Task objective :: Only one number is expected here, namely how many lines of the entries below hold the string "source".

Saved data entries
=== Section Start ===

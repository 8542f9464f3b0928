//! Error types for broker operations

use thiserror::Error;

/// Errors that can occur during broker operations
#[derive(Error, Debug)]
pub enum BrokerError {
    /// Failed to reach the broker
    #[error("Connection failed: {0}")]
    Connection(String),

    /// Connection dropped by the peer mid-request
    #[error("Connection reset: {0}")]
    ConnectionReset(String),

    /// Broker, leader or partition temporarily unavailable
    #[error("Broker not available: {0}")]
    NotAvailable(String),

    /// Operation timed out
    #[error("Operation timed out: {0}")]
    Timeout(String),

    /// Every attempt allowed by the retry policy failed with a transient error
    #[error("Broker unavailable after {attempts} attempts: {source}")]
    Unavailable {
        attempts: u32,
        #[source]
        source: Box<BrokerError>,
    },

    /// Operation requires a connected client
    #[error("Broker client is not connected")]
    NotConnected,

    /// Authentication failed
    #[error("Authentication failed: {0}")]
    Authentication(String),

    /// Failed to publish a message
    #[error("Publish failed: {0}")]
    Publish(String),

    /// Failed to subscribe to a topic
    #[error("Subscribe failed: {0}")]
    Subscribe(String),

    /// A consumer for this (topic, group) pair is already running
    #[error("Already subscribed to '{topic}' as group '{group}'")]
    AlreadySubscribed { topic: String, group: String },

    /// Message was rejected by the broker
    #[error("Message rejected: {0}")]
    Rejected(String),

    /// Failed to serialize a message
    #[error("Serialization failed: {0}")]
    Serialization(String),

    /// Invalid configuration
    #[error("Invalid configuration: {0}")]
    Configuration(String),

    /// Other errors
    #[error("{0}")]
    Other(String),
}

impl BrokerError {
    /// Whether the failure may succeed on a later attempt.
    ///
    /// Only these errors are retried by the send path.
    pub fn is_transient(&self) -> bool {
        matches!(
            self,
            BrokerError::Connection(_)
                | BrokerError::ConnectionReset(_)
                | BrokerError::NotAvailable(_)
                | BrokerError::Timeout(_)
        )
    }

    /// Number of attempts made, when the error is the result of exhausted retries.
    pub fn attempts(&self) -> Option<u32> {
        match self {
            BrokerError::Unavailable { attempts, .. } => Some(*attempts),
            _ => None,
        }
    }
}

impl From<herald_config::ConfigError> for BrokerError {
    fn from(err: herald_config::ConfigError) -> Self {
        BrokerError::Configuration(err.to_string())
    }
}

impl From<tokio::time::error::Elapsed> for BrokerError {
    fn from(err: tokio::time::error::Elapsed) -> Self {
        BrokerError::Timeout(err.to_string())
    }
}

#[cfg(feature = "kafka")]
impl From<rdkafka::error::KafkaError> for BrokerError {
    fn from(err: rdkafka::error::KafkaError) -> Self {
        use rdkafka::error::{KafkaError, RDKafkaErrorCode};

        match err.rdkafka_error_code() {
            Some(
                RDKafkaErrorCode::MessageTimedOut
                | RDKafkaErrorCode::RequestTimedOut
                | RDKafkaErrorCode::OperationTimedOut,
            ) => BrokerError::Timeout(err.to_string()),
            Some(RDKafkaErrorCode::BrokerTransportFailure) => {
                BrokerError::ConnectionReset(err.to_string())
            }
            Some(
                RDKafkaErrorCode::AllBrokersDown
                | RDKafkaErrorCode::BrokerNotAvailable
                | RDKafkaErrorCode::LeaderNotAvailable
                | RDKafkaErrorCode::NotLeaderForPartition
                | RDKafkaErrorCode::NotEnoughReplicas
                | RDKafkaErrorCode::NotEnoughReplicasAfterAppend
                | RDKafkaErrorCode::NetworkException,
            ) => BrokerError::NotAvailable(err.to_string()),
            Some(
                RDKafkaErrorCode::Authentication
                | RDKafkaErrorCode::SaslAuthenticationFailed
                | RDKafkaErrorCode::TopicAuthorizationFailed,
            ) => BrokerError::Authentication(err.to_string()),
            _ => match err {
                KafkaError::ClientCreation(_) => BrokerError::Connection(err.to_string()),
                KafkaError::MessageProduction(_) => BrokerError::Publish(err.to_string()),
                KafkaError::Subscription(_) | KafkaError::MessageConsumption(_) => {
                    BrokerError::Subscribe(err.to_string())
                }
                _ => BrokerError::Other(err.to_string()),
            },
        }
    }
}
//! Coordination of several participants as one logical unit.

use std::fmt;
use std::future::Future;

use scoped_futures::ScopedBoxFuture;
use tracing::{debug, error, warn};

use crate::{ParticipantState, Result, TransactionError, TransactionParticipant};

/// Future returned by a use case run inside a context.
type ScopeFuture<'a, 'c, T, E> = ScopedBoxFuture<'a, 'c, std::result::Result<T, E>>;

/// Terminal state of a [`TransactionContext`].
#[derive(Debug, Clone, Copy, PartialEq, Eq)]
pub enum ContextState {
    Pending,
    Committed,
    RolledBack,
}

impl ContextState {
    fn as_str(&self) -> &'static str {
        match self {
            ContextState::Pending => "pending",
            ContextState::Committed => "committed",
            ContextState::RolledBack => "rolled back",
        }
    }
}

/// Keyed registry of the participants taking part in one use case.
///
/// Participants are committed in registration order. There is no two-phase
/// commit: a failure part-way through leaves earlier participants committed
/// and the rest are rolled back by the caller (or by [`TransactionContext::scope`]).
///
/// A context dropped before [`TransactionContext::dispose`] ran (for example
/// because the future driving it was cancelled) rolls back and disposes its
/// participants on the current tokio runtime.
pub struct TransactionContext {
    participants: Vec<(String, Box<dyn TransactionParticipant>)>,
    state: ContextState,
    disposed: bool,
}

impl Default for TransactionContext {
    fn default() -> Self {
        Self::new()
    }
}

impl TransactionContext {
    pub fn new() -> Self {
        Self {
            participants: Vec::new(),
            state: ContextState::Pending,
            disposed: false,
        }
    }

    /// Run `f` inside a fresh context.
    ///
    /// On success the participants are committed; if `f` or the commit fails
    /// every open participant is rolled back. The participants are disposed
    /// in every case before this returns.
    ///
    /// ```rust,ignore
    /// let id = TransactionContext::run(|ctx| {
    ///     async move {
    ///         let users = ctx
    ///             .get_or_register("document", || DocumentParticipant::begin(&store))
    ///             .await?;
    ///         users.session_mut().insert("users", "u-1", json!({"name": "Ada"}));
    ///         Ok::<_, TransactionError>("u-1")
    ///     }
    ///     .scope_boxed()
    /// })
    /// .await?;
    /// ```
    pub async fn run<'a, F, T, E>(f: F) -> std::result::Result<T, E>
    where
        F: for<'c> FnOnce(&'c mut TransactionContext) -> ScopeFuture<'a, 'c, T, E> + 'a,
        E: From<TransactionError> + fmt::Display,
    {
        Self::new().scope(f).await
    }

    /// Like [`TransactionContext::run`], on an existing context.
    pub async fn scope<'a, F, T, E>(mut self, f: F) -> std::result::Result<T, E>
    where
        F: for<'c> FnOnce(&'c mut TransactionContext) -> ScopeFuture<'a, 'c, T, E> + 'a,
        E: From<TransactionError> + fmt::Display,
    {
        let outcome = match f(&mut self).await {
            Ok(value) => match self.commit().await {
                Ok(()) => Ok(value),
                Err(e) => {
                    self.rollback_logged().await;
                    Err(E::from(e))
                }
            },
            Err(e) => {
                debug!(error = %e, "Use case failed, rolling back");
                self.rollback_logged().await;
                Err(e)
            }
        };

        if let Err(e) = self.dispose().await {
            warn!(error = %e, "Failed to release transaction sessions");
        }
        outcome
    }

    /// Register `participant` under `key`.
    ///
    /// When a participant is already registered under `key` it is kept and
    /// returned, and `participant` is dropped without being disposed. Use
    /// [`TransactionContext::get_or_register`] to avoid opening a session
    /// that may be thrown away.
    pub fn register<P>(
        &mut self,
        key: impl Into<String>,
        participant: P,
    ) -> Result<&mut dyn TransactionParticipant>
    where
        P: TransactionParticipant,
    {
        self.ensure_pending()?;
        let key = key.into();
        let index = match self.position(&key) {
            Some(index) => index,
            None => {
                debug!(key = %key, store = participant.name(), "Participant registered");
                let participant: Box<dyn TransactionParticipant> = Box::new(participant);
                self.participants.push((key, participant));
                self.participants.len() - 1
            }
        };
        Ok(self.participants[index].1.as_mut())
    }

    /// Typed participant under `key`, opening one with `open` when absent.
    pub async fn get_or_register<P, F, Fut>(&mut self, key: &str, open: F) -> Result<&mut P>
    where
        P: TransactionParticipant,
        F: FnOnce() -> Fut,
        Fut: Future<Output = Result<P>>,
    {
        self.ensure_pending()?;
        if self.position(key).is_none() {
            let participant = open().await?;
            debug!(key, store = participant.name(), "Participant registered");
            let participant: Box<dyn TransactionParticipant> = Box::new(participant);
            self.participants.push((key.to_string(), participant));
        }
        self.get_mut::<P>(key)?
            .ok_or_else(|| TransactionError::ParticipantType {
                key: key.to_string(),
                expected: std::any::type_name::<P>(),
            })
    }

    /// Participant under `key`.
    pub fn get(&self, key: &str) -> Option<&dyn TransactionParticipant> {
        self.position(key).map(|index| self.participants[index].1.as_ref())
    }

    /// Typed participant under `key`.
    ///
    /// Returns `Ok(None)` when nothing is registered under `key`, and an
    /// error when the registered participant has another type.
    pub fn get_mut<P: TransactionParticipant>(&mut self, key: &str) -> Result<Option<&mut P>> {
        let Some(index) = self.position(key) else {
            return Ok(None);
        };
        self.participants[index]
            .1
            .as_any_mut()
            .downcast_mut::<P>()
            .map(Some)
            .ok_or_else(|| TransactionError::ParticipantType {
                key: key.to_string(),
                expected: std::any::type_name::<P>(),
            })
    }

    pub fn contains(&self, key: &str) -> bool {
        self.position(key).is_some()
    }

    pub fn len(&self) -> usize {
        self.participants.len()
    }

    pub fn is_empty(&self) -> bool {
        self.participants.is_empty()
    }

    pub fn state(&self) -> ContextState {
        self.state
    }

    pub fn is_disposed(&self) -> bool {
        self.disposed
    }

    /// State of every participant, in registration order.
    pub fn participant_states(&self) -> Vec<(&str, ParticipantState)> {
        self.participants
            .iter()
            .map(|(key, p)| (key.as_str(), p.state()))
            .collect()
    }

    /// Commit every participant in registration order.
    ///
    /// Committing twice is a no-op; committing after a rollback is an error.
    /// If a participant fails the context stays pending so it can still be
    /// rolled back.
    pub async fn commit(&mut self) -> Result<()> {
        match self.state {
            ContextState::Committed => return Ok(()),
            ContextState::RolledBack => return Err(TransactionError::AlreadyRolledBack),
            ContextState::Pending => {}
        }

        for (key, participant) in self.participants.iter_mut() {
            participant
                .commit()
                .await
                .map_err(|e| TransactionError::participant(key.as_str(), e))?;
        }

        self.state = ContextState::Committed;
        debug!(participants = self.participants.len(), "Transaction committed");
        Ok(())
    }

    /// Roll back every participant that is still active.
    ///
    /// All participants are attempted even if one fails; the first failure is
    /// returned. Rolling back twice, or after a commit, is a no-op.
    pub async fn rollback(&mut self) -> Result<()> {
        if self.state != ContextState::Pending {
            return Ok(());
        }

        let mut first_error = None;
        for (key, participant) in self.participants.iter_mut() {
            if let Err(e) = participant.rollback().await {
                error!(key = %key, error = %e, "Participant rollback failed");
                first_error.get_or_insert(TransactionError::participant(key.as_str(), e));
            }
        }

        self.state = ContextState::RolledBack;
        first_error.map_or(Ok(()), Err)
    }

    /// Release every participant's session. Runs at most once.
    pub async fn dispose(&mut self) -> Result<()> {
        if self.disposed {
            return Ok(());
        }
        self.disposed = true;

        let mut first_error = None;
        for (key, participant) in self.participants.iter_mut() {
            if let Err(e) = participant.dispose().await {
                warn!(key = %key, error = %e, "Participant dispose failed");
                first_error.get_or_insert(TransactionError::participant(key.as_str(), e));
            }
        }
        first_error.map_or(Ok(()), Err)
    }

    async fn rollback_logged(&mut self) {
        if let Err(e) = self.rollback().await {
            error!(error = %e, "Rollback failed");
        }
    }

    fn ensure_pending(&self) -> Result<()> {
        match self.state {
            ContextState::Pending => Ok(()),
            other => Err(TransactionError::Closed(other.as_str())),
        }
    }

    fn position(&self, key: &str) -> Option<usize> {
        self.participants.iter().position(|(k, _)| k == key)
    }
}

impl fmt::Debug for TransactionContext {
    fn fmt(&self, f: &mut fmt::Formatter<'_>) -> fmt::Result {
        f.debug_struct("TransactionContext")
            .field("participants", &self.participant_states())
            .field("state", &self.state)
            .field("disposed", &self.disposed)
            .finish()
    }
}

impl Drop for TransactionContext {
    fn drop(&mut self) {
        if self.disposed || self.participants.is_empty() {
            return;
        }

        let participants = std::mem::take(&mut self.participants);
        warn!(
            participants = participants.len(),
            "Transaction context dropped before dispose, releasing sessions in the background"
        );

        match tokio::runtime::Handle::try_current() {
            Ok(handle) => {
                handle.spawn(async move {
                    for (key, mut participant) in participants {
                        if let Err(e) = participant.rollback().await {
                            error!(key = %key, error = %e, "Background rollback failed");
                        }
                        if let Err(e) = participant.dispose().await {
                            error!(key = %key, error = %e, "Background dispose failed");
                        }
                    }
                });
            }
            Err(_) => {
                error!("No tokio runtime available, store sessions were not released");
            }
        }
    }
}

=== Section End ===
=== Section Start ===

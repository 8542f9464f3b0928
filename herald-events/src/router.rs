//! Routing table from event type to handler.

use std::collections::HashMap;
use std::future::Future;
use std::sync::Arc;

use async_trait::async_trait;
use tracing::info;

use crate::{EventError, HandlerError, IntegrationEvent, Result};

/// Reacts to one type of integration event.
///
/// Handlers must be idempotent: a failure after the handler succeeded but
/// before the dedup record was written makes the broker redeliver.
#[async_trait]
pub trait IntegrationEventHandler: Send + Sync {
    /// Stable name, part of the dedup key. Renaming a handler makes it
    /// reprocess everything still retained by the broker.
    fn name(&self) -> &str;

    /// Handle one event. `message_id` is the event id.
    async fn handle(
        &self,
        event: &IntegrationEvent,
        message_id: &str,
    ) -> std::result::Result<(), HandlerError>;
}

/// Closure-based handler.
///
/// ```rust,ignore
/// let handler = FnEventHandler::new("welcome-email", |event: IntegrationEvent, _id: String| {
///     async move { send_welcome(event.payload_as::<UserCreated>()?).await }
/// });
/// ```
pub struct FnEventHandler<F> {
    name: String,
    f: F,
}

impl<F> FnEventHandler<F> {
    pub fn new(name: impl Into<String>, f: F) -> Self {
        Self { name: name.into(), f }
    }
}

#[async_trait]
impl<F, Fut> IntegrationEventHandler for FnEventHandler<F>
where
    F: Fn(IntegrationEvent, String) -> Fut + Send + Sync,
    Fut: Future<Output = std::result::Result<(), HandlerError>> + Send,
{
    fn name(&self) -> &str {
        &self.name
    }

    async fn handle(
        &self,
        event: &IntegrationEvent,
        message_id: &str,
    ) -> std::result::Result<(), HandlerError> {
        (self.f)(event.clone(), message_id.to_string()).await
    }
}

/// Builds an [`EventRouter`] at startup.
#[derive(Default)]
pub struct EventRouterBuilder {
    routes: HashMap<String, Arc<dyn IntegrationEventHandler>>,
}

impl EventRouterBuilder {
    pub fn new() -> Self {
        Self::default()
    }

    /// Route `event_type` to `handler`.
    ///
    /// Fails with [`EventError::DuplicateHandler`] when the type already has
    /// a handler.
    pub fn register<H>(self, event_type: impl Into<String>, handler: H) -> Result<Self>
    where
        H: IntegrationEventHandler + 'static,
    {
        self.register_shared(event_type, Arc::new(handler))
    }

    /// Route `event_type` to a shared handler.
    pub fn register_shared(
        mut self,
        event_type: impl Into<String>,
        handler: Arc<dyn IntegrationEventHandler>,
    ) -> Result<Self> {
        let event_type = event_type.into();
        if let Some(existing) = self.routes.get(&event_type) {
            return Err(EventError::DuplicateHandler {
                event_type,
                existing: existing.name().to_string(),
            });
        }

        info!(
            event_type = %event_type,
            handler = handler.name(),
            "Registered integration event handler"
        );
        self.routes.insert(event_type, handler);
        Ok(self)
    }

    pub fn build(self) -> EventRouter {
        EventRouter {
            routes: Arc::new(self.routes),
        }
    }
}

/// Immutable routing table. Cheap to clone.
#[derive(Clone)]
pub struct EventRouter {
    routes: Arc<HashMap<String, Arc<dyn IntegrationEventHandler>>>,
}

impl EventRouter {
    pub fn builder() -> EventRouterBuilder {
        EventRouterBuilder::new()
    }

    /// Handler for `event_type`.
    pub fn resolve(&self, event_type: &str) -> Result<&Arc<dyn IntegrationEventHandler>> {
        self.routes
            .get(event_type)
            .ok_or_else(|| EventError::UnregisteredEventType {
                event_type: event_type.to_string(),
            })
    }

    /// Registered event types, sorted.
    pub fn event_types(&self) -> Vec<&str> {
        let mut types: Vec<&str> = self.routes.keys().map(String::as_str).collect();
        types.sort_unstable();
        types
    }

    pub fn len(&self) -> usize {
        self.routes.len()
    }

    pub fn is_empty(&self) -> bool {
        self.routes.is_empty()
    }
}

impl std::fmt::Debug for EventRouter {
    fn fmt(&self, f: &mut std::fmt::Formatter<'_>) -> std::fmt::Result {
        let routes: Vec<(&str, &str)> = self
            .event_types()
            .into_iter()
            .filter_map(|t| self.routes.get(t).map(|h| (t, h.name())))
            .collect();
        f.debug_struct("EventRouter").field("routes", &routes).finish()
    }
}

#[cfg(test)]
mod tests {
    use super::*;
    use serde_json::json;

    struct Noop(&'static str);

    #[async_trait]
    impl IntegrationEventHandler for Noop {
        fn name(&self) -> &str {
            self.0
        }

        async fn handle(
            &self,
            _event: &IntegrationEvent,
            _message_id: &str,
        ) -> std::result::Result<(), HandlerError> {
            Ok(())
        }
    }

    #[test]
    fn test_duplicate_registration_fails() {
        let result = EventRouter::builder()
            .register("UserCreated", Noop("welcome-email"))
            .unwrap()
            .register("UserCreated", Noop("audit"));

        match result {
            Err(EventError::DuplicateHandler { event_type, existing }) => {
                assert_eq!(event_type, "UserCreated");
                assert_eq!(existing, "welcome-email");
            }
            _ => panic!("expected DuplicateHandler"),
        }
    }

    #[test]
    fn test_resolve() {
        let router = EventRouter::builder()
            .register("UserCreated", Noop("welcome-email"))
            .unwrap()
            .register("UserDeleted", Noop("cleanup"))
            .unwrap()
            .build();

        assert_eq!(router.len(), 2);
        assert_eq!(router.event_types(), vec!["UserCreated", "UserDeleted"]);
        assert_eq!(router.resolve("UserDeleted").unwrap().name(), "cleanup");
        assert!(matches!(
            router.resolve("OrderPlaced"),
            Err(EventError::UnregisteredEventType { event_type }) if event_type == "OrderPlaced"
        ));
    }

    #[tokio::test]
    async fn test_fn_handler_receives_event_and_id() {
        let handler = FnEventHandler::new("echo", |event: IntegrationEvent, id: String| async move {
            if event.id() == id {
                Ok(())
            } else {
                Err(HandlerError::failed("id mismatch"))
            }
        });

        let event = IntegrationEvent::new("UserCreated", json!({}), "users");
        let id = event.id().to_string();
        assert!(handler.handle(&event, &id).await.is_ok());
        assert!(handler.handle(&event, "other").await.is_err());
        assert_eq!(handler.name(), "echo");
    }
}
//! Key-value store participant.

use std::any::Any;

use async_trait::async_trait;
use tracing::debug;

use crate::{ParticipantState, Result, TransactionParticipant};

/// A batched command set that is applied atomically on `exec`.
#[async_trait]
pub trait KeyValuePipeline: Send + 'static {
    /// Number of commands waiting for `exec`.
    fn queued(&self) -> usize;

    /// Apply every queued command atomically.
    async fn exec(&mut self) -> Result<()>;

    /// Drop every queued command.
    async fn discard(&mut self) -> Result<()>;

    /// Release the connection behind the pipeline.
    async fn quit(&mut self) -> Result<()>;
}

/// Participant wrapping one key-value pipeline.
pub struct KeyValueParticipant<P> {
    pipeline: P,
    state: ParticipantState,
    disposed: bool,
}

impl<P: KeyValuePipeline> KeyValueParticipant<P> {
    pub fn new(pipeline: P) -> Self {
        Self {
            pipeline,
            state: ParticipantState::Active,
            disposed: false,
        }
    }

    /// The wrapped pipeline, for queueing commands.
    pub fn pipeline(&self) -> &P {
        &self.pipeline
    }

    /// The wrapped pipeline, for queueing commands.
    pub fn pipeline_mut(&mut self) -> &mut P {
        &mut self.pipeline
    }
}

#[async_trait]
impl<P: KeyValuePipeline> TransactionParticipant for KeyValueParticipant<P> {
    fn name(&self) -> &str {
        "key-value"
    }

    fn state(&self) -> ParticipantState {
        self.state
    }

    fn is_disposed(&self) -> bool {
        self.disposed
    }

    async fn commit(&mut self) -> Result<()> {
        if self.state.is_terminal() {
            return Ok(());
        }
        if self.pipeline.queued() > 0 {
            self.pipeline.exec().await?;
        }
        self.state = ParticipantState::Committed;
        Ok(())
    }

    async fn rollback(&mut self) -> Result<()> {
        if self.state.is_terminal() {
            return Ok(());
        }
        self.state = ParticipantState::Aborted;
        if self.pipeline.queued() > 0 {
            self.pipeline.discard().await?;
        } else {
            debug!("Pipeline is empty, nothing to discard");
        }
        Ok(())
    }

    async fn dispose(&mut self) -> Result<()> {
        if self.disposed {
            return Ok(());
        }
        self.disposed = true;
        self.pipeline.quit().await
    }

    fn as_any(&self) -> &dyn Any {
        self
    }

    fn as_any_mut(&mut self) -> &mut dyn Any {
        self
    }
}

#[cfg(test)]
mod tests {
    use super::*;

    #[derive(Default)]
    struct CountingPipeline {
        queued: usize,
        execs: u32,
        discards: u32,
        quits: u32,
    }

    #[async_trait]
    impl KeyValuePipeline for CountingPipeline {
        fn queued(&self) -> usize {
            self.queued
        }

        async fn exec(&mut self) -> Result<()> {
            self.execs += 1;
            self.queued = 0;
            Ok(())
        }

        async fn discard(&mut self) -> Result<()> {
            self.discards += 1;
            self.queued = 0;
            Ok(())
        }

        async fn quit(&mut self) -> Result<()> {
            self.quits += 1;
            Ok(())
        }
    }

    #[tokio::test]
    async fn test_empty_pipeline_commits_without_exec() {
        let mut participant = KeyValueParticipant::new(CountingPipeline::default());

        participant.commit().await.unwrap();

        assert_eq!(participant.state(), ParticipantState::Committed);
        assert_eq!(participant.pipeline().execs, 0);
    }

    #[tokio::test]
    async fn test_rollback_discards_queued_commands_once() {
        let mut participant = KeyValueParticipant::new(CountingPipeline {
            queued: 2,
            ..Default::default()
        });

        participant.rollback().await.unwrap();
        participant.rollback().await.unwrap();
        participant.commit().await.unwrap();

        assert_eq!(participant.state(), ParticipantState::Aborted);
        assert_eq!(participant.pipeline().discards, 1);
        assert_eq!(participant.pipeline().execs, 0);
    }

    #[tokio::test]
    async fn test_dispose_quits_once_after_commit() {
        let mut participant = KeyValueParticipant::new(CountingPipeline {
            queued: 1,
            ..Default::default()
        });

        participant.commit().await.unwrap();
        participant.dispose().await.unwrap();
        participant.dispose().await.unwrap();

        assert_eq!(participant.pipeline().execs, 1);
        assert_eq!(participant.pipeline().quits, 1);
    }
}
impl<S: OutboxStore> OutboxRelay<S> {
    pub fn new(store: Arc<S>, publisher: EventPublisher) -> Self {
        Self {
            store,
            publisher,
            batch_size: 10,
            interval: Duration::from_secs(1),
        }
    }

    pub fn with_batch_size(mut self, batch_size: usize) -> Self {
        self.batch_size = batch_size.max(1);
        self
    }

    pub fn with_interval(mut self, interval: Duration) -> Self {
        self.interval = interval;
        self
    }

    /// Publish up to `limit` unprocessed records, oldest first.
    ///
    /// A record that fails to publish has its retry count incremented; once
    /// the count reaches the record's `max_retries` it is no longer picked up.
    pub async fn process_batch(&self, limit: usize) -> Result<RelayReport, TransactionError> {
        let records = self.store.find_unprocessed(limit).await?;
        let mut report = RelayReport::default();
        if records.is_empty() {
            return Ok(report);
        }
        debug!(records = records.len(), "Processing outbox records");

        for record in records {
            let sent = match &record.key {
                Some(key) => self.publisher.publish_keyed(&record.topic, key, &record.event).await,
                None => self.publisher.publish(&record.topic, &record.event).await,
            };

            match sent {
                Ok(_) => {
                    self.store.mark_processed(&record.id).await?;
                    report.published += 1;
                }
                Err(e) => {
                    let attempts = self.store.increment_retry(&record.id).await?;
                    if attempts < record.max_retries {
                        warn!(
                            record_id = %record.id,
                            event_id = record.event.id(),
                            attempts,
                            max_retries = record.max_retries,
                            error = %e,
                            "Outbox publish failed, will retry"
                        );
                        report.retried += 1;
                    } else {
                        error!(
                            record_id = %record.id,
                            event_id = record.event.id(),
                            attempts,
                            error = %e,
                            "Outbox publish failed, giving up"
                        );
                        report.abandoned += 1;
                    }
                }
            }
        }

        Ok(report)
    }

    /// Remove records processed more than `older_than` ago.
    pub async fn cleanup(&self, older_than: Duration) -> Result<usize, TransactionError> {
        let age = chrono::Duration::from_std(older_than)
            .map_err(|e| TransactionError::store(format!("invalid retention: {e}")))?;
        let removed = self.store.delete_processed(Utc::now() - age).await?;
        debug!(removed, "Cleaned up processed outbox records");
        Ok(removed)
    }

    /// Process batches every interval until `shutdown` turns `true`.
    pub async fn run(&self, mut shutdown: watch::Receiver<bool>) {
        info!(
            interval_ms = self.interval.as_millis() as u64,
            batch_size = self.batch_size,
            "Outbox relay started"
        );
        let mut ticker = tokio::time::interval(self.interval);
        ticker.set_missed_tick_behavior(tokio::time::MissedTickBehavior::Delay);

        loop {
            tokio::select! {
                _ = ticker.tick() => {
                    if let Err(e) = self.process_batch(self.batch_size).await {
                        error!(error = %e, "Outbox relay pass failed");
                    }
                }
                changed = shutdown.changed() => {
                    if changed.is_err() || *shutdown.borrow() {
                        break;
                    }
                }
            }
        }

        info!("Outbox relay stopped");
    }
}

=== Section End ===
=== Section Start ===

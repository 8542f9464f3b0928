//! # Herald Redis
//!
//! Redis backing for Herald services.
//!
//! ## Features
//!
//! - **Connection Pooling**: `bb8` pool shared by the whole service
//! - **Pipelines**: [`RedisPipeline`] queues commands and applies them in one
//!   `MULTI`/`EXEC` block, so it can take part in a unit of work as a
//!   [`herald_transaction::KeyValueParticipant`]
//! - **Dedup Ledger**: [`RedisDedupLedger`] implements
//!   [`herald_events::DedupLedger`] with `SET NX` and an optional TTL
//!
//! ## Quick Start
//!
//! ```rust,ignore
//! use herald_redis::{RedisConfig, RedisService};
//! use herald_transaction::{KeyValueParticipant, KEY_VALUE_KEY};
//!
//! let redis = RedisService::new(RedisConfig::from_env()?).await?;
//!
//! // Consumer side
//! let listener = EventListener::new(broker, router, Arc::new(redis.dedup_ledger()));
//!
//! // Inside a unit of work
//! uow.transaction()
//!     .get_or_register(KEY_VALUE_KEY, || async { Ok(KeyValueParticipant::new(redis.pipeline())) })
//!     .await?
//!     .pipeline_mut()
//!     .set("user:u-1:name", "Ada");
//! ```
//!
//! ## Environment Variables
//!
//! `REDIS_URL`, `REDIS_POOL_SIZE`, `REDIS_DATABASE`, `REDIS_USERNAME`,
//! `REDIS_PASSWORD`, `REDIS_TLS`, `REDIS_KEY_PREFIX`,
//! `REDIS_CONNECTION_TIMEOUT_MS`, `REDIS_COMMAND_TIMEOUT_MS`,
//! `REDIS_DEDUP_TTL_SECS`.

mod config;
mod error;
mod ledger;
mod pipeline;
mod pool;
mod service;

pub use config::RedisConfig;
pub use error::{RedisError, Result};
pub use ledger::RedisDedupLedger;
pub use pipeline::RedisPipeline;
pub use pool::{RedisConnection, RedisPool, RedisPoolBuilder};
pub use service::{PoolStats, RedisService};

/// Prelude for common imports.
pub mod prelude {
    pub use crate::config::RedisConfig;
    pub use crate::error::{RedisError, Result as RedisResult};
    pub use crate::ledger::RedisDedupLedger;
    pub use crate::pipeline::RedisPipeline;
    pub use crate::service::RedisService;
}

=== Section End ===

Response to this exercise :: 3